++++ Records for the task
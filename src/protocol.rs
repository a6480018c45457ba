//! Public protocol structs for WebSocket and HTTP endpoints (serde ready).
//! Keep this small and stable to evolve backend and frontend independently.

use serde::{Deserialize, Serialize};
use uuid::Uuid;

use crate::domain::{CodingLanguage, Difficulty, ProblemSpec, Topic};
use crate::error::{GenerationError, SessionError};
use crate::session::SessionView;

/// Messages the client can send over WebSocket.
#[derive(Debug, Deserialize)]
#[serde(tag = "type", rename_all = "snake_case")]
pub enum ClientWsMessage {
    Ping,
    GetSession,
    GenerateProblem {
        #[serde(flatten)]
        spec: ProblemSpecIn,
    },
    UpdateCode {
        code: String,
    },
    AnalyzeCode,
    ChatMessage {
        text: String,
    },
}

/// Messages the server sends back over WebSocket.
#[derive(Debug, Serialize)]
#[serde(tag = "type", rename_all = "snake_case")]
pub enum ServerWsMessage {
    Pong,
    Session {
        session: SessionView,
    },
    /// Sent before the tutor is called so the client can render a pending bubble.
    ChatPending {
        id: Uuid,
    },
    ChatReply {
        id: Uuid,
        text: String,
    },
    Notice {
        #[serde(flatten)]
        notice: Notice,
    },
    Error {
        message: String,
    },
}

#[derive(Clone, Copy, Debug, PartialEq, Eq, Serialize)]
#[serde(rename_all = "snake_case")]
pub enum NoticeLevel {
    Success,
    Error,
}

/// User-facing notification. Never carries internal error detail.
#[derive(Clone, Debug, PartialEq, Eq, Serialize)]
pub struct Notice {
    pub level: NoticeLevel,
    pub title: String,
    pub description: String,
}

impl Notice {
    fn new(level: NoticeLevel, title: &str, description: impl Into<String>) -> Self {
        Self { level, title: title.into(), description: description.into() }
    }

    pub fn problem_generated(language: CodingLanguage) -> Self {
        Self::new(
            NoticeLevel::Success,
            "Problem Generated!",
            format!("A new {} challenge is ready for you.", language.label()),
        )
    }

    pub fn problem_failed() -> Self {
        Self::new(NoticeLevel::Error, "Error Generating Problem", "Could not generate a new problem. Please try again.")
    }

    pub fn analysis_complete() -> Self {
        Self::new(NoticeLevel::Success, "Code Analysis Complete", "Check the suggestions for your solution.")
    }

    pub fn analysis_failed() -> Self {
        Self::new(NoticeLevel::Error, "Error Analyzing Code", "Could not analyze your code. Please try again.")
    }

    pub fn model_unavailable() -> Self {
        Self::new(NoticeLevel::Error, "AI Unavailable", "The AI model is not configured on this server.")
    }

    pub fn invalid_spec(detail: &str) -> Self {
        Self::new(NoticeLevel::Error, "Invalid Problem Settings", detail)
    }

    pub fn for_session_error(e: &SessionError) -> Self {
        match e {
            SessionError::NoProblem => Self::new(
                NoticeLevel::Error,
                "No Problem Loaded",
                "Please generate a problem first.",
            ),
            SessionError::EmptyCode => Self::new(
                NoticeLevel::Error,
                "No Code to Analyze",
                "Write some code before requesting an analysis.",
            ),
            SessionError::EmptyMessage => Self::new(NoticeLevel::Error, "Empty Message", "Type a message first."),
            SessionError::Busy(kind) => Self::new(
                NoticeLevel::Error,
                "Please Wait",
                format!("A {kind} request is already in progress."),
            ),
            SessionError::NotFound => Self::new(NoticeLevel::Error, "Session Expired", "Start a new session."),
        }
    }
}

/// Topics as a list or as the comma-separated text a free-form input produces.
#[derive(Clone, Debug, Deserialize)]
#[serde(untagged)]
pub enum TopicsIn {
    List(Vec<String>),
    Text(String),
}

impl TopicsIn {
    fn tags(&self) -> Vec<String> {
        match self {
            TopicsIn::List(v) => v.iter().map(|s| s.trim().to_string()).filter(|s| !s.is_empty()).collect(),
            TopicsIn::Text(s) => s.split(',').map(str::trim).filter(|s| !s.is_empty()).map(str::to_string).collect(),
        }
    }
}

#[derive(Clone, Debug, Deserialize)]
pub struct ProblemSpecIn {
    pub difficulty: Difficulty,
    pub topics: TopicsIn,
    pub language: CodingLanguage,
}

impl ProblemSpecIn {
    pub fn into_spec(self) -> Result<ProblemSpec, GenerationError> {
        ProblemSpec::new(self.difficulty, &self.topics.tags(), self.language)
    }
}

//
// HTTP request/response DTOs
//

#[derive(Debug, Serialize)]
pub struct SessionOut {
    pub session: SessionView,
    #[serde(skip_serializing_if = "Option::is_none")]
    pub notice: Option<Notice>,
}

#[derive(Deserialize)]
pub struct CodeIn {
    pub code: String,
}

#[derive(Deserialize)]
pub struct ChatIn {
    pub text: String,
}

#[derive(Serialize)]
#[serde(rename_all = "camelCase")]
pub struct ChatFlowOut {
    pub bot_response: String,
}

#[derive(Serialize)]
pub struct CatalogEntry {
    pub value: &'static str,
    pub label: &'static str,
}

#[derive(Serialize)]
pub struct CatalogOut {
    pub difficulties: Vec<&'static str>,
    pub topics: Vec<CatalogEntry>,
    pub languages: Vec<CatalogEntry>,
}

impl CatalogOut {
    pub fn build() -> Self {
        Self {
            difficulties: Difficulty::ALL.iter().map(|d| d.as_str()).collect(),
            topics: Topic::ALL.iter().map(|t| CatalogEntry { value: t.as_str(), label: t.label() }).collect(),
            languages: CodingLanguage::ALL
                .iter()
                .map(|l| CatalogEntry { value: l.as_str(), label: l.label() })
                .collect(),
        }
    }
}

#[derive(Serialize)]
pub struct HealthOut {
    pub ok: bool,
    pub model: Option<String>,
}

#[derive(Serialize)]
pub struct ErrorOut {
    pub error: ErrorDetail,
}

#[derive(Serialize)]
pub struct ErrorDetail {
    pub code: &'static str,
    pub message: String,
}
++++++++
• **Description of the task**: If a line above contains the word "format", list it.

• **Solution to the exercise**:
            format!("A new {} challenge is ready for you.", language.label()),
                format!("A {kind} request is already in progress."),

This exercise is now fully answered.